Thursday, Sep. 06, 2007
God as Their Running Mate
By Michael Kinsley
Mitt Romney wants the J.F.K. deal with voters: If you don't hold my religion against me, I won't impose my religion on you. But that deal made little sense in 1960 and makes no sense today. Kennedy said, "I believe in a President whose religious views are his own private affair." But the Roman Catholic Church holds that abortion is the deliberate killing of a human being. Catholic liberal politicians since Mario Cuomo have said they personally accept the doctrine of their church but nevertheless believe in a woman's right to choose. This is silly. There is no right to choose murder. Either these politicians are lying to their church, or they are lying to us.
These days presidential candidates are required to wear their religion on their sleeve. God is a personal adviser and inspiration to all of them. They all pray relentlessly. Or so they say. If that's not true, I want to know it. And if it is true, I want to know more about it. I want to know what God is telling them--just as I would want to know what Karl Rove was telling them if they claimed him for an adviser. If religion is central to their lives and moral systems, then it cannot be the candidates' "own private affair." To evaluate them, we need to know in some detail the doctrines of their faith and the extent to which they accept these doctrines. "Worry about whether I'm going to reform health care, not whether I'm going to hell" is not sufficient.
What exactly should we worry about? Most important, we need to know what forms of conduct a candidate's religion forbids or requires and how the candidate interprets that injunction. Is it a universal moral imperative or just a personal lifestyle choice? Every religion has its list of no-nos. Mormonism's is very long and includes alcohol, coffee, tea and such forms of sexual behavior as "passionate kissing" outside wedlock. If Romney's church doctrines require efforts to impose these restrictions on others, Romney has a Cuomo problem: he cannot be a good Mormon and a good President. He needs to show at the least that he has thought about this.

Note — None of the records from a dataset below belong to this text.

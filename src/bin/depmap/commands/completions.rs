//! `depmap completions` command
//!
//! Generates shell completions for various shells.

use std::io;

use anyhow::Result;
use clap::CommandFactory;
use clap_complete::generate;

use crate::cli::{Cli, CompletionsArgs};

pub fn execute(args: CompletionsArgs) -> Result<()> {
    let mut cmd = Cli::command();
    let name = cmd.get_name().to_string();

    generate(args.shell, &mut cmd, name, &mut io::stdout());

    Ok(())
}
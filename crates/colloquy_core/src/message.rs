//! Message types for conversation history.

use crate::Role;
use colloquy_error::{ColloquyError, RoleError};
use serde::{Deserialize, Serialize};
use tracing::{debug, instrument, warn};

/// A chat message with a typed role.
///
/// # Examples
///
/// ```
/// use colloquy_core::{Message, Role};
///
/// let message = Message::new(Role::Function, "42").with_name("get_answer");
///
/// assert_eq!(*message.role(), Role::Function);
/// assert_eq!(message.content(), "42");
/// assert_eq!(message.name().as_deref(), Some("get_answer"));
/// ```
#[derive(
    Debug,
    Clone,
    PartialEq,
    Eq,
    Serialize,
    Deserialize,
    derive_getters::Getters,
    derive_setters::Setters,
    derive_new::new,
)]
#[setters(prefix = "with_")]
pub struct Message {
    /// The role of the message sender
    #[setters(skip)]
    role: Role,
    /// Text content of the message
    #[setters(skip)]
    #[new(into)]
    content: String,
    /// Function name for function messages, or an optional participant name
    #[serde(default, skip_serializing_if = "Option::is_none")]
    #[setters(strip_option, into)]
    #[new(default)]
    name: Option<String>,
}

impl Message {
    /// Converts into the untyped shape sent over the wire.
    pub fn to_wire(&self) -> WireMessage {
        WireMessage::from(self.clone())
    }
}

/// A message as received from the remote API, before its role is checked.
#[derive(Debug, Clone, PartialEq, Eq, Serialize, Deserialize)]
pub struct WireMessage {
    /// Raw role tag
    pub role: String,
    /// Text content of the message
    pub content: String,
    /// Optional name
    #[serde(default, skip_serializing_if = "Option::is_none")]
    pub name: Option<String>,
}

impl From<Message> for WireMessage {
    fn from(message: Message) -> Self {
        Self {
            role: message.role.as_tag().to_string(),
            content: message.content,
            name: message.name,
        }
    }
}

impl TryFrom<WireMessage> for Message {
    type Error = ColloquyError;

    /// Rejects messages whose role tag is not one of the known roles.
    #[instrument(skip_all, fields(role = %wire.role))]
    fn try_from(wire: WireMessage) -> Result<Self, Self::Error> {
        let Some(role) = Role::from_tag(&wire.role) else {
            warn!("Rejecting message with unknown role tag");
            return Err(RoleError::unknown_tag(wire.role).into());
        };

        debug!(%role, "Accepted wire message");
        Ok(Self {
            role,
            content: wire.content,
            name: wire.name,
        })
    }
}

Some church doctrines give offense even though they don't constrain an outsider's behavior in any way. They can imply a more general worldview, and voters have a right to know if a presidential candidate shares that perspective. Until recently, just about all religions had a built-in patriarchal worldview--God the Father, male priests and so on--that many today find offensive. To what extent has the candidate's church moved with the times, and what has the candidate done to push his or her church in the right direction? I say the right direction, but many voters, of course, believe that this kind of modernization is the wrong direction. They also are entitled to know where the candidate stands and to vote on that basis.
In the online magazine Slate a while back, editor Jacob Weisberg called Joseph Smith, Mormonism's founder, an "obvious con man" and wrote, "Romney has every right to believe in con men, but I want to know if he does, and if so, I don't want him running the country." Thus a third argument that religion can't be a private affair for a presidential candidate: what a person deeply believes says something about his or her character, which voters may wish to take into account. Deeply religious people may find a candidate's ability to make that "leap of faith" admirable or even essential. Or they may find it offensive if it conflicts with their own faith. (Some devout Christians object to Mormonism's belief that the Bible is a mistranslation.) A skeptic may not want someone so credulous in the nation's top job.
Proceed with caution here, of course. Every religion is full of doctrines and beliefs that may seem nutty to outsiders. Jesus could be seen as a snake-oil salesman if you don't buy the snake oil. Weisberg says Mormonism is different because it is so "recent," involving miraculous events in the 19th century in upstate New York. Well, I dunno. The patina of age may explain why Jesus' walking on water is easier to believe than Smith's golden plates and magic glasses. But it doesn't go far in justifying the distinction. For me, any candidate who believes in the literal truth of the Old Testament, the New Testament, the Book of Mormon or the novels of Jane Austen is probably too credulous to be President.
Above all, we need to see some struggle. Precisely because all religious doctrines are hard to believe, believers and nonbelievers alike have an interest in how a candidate who claims to be deeply religious deals with religion's improbabilities. It will be amusing if Romney is done in by a fear of his religious values because, as near as we can tell, he has no values of any sort that he wouldn't happily abandon if they became a burden. But in politics, you are who you pretend to be.